-- Exercise input follows --
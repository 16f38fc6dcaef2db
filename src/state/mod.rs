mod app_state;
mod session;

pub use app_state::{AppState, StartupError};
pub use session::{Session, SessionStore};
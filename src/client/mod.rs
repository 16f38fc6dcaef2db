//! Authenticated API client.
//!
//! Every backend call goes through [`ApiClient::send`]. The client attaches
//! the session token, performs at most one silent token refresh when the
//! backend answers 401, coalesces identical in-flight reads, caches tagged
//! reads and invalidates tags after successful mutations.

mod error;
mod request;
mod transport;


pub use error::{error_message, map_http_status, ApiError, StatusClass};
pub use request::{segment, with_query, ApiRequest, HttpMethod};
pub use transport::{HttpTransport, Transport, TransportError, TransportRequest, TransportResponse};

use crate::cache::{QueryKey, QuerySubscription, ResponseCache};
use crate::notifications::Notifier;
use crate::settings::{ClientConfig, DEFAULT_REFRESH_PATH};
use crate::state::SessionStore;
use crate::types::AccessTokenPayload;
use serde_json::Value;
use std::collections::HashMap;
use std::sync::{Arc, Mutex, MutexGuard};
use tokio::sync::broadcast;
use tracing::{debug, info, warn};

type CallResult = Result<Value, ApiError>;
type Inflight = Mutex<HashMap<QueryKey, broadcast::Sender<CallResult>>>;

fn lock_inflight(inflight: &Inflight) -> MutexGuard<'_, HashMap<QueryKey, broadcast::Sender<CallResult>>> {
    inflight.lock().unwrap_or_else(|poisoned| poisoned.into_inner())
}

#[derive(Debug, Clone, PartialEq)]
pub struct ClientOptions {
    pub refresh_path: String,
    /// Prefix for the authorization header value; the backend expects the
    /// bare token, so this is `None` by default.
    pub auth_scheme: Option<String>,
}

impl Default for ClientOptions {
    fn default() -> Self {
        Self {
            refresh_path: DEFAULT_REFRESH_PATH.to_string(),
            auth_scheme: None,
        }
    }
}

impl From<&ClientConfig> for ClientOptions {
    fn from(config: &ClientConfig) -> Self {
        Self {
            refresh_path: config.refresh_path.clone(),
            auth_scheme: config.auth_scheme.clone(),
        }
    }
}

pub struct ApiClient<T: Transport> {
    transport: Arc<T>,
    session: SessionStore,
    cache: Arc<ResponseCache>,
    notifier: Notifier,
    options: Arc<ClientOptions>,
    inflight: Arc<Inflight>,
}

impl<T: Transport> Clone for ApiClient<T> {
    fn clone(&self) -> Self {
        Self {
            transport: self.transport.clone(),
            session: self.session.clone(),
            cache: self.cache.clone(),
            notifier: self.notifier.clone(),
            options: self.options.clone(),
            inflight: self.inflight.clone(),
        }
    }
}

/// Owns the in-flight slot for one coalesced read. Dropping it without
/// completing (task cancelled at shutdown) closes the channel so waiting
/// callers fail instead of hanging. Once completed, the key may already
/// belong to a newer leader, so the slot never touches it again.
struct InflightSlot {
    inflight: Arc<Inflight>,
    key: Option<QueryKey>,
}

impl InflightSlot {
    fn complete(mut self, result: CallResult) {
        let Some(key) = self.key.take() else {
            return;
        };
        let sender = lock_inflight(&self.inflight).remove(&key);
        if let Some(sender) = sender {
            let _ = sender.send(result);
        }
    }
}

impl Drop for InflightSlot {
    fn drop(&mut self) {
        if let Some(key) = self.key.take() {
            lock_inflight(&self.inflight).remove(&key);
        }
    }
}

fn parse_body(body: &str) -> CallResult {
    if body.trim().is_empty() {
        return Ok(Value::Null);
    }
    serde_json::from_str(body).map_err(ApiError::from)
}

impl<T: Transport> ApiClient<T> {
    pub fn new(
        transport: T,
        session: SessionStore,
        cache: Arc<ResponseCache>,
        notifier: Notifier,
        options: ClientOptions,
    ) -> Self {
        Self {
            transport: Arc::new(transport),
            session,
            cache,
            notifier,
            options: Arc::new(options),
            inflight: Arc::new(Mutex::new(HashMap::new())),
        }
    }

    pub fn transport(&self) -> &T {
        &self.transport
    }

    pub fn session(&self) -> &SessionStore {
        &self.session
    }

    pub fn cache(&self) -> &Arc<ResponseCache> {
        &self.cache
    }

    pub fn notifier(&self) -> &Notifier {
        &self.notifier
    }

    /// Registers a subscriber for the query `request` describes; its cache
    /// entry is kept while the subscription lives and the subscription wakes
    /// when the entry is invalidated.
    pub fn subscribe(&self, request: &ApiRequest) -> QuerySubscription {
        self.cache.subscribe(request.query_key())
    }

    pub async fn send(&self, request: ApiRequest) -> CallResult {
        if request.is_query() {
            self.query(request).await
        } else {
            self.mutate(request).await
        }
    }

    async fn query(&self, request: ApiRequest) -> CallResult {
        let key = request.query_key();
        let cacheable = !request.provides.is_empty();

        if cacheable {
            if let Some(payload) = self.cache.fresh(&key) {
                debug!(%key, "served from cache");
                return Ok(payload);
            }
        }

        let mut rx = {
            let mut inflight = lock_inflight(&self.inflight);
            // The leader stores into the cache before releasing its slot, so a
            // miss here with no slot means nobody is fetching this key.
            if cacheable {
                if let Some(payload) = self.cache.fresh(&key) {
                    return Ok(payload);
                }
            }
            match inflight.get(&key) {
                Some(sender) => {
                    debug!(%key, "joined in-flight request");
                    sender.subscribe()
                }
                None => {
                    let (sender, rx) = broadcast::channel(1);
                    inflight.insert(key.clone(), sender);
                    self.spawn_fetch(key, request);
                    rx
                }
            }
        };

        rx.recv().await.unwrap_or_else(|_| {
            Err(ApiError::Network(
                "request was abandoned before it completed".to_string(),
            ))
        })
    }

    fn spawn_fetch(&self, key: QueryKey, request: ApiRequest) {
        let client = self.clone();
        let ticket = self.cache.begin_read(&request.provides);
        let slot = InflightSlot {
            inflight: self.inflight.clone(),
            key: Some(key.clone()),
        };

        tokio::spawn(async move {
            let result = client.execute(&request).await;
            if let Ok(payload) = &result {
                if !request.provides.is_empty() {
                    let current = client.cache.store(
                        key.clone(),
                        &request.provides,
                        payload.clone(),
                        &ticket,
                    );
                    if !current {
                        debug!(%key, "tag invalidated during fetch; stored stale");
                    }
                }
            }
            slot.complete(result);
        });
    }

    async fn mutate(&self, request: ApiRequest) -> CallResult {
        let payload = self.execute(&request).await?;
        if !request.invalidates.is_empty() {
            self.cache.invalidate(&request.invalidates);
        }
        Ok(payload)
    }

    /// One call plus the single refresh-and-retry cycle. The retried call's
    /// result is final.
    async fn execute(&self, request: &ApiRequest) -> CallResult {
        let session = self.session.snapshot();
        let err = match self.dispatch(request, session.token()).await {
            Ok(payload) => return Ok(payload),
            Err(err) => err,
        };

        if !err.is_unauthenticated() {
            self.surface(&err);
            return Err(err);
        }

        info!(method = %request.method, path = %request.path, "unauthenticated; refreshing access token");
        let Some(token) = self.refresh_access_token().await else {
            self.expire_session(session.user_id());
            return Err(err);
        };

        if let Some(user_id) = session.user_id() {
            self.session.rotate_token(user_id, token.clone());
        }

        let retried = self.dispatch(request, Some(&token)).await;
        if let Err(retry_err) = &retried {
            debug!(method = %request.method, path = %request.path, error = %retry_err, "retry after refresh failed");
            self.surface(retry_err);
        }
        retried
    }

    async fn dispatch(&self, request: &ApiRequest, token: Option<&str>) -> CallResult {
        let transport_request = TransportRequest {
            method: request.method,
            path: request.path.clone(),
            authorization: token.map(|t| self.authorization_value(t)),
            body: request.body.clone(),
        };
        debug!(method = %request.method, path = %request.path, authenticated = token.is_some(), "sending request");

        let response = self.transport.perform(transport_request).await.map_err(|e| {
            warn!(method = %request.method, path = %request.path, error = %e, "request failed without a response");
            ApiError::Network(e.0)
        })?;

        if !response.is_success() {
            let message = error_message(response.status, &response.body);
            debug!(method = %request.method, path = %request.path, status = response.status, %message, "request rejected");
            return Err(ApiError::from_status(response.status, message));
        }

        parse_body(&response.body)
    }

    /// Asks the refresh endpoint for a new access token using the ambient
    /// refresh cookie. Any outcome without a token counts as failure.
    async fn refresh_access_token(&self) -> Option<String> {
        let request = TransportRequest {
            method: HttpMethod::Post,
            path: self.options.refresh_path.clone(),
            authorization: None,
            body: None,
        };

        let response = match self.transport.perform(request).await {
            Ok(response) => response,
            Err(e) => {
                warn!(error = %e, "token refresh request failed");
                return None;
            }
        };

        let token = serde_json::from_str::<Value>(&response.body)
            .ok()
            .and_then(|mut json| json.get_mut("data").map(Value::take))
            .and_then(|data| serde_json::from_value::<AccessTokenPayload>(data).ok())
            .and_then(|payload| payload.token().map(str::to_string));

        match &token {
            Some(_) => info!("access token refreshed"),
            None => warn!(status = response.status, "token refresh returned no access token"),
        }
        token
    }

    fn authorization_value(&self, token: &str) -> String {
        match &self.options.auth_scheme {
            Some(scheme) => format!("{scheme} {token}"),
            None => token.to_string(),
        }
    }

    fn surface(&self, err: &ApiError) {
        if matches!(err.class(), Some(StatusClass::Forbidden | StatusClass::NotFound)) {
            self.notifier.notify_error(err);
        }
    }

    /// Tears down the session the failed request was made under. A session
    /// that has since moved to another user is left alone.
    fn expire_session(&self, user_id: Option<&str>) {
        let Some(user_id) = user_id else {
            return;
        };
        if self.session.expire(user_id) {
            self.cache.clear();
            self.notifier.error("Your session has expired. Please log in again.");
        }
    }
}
-- Exercise input concluded --
-- Exercise input follows --
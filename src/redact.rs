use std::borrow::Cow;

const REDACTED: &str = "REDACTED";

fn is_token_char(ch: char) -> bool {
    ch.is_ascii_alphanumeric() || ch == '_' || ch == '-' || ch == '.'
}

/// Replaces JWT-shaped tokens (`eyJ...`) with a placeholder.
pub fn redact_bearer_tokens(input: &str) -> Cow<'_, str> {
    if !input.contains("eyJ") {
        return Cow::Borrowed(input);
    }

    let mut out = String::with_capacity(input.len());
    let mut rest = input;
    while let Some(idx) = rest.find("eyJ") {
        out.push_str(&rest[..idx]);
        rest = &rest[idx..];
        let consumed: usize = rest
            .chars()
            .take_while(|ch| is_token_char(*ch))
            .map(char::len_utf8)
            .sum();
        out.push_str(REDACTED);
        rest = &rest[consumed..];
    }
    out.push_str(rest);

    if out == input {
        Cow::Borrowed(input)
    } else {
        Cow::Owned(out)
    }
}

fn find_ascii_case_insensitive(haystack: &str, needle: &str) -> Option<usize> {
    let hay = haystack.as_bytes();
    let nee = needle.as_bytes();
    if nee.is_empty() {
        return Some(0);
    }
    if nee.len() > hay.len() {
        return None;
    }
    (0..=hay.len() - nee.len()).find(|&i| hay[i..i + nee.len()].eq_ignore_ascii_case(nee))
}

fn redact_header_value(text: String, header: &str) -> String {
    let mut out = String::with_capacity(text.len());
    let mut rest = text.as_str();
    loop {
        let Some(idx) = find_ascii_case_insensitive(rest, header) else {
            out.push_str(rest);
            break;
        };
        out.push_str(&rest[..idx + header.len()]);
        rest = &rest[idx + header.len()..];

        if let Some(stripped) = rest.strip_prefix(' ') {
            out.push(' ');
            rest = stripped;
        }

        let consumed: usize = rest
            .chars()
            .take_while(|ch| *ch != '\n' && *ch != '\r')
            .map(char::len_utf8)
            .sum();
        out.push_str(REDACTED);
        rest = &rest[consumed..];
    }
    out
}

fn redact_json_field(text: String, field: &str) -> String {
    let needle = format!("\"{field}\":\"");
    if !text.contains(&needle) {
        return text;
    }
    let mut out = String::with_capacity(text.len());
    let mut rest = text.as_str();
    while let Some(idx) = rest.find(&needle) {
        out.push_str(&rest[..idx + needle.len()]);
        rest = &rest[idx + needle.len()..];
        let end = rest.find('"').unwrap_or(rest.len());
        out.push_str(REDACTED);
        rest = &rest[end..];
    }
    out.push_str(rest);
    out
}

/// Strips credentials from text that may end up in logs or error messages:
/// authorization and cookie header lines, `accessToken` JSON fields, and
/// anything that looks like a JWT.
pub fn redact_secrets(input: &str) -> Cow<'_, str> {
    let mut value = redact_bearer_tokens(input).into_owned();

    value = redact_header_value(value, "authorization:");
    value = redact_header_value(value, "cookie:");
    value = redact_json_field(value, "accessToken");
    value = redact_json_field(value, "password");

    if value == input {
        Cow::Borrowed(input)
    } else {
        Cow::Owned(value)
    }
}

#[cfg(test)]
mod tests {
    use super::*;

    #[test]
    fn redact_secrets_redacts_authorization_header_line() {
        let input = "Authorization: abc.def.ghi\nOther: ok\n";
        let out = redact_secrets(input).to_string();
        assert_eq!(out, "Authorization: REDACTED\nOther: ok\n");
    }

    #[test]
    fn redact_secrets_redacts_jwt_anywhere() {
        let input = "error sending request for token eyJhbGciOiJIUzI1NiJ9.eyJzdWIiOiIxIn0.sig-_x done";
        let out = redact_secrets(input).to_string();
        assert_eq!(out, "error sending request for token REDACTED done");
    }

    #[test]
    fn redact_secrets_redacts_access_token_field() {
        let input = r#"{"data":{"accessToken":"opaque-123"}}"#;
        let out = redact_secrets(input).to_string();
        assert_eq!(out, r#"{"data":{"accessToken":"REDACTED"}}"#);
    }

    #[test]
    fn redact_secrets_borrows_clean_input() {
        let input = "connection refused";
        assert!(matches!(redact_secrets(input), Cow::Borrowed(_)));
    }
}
-- Exercise input concluded --
-- Exercise input follows --
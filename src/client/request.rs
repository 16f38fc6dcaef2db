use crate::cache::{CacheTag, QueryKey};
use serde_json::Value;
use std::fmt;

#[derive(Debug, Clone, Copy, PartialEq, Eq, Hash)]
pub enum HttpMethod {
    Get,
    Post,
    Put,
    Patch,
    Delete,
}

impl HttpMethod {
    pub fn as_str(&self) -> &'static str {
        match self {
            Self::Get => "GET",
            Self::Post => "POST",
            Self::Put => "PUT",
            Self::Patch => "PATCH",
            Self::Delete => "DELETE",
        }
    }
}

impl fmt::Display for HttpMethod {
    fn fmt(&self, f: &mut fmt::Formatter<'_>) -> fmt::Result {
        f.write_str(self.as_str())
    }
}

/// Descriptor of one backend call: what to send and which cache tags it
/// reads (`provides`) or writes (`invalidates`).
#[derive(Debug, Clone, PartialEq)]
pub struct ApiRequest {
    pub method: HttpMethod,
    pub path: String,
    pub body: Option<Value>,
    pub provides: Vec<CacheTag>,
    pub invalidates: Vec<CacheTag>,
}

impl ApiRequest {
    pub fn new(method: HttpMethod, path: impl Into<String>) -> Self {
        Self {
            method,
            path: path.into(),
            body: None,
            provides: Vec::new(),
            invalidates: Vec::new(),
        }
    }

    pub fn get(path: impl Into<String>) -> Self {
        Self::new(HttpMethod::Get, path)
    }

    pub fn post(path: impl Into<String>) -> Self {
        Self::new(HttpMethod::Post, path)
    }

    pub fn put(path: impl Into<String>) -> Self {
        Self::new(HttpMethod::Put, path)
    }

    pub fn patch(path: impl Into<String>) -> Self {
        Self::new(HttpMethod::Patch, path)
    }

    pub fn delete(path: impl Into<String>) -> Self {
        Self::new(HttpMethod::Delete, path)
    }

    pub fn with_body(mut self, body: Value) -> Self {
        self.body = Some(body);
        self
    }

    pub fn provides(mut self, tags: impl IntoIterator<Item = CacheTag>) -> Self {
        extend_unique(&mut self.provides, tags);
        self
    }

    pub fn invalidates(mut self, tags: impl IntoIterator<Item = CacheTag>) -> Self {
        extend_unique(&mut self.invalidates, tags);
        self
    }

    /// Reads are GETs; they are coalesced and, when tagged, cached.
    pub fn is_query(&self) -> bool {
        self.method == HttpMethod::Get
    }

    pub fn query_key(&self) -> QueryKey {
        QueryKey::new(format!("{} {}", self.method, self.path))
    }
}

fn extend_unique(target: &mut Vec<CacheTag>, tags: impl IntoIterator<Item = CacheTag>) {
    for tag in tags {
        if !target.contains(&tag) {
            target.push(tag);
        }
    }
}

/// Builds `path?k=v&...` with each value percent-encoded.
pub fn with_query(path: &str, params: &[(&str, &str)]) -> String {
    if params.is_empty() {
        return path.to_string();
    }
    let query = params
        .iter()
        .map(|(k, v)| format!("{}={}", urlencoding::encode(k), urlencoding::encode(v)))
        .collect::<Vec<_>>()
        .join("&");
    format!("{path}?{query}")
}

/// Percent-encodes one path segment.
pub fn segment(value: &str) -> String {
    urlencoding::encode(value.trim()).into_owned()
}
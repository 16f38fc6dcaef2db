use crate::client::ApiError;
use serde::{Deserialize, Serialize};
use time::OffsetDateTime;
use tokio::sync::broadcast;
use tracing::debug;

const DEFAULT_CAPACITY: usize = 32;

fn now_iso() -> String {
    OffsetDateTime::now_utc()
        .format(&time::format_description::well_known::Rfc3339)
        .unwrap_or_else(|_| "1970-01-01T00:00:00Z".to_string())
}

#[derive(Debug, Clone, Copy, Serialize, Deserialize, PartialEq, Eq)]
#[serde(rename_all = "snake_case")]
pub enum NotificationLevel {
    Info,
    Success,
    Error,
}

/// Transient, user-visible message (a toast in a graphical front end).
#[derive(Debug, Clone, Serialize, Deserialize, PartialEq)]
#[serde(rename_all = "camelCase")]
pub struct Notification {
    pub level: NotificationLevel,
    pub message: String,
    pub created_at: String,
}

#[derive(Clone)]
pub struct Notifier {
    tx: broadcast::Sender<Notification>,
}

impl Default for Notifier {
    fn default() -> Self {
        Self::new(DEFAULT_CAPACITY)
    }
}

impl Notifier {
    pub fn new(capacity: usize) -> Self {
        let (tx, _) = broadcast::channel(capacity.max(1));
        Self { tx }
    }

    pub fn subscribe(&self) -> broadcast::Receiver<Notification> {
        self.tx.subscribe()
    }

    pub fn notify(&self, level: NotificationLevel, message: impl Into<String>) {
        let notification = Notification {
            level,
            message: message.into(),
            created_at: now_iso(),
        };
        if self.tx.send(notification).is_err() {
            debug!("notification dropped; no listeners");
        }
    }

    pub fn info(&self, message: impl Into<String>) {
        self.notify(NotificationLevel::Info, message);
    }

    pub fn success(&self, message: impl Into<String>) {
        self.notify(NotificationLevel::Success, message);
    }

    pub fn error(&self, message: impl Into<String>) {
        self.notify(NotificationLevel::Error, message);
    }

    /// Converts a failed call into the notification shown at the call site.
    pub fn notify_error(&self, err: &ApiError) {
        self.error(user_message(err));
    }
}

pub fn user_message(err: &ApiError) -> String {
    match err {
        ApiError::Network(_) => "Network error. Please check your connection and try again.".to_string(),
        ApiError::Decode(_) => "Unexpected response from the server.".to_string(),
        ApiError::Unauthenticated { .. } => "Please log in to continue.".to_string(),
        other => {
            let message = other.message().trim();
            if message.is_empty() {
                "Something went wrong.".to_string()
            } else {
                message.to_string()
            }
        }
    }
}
-- Exercise input concluded --
#### Work to complete
Some lines of the data above may hold the word "warn"; state how many do, and give only that number.

#### Reply
4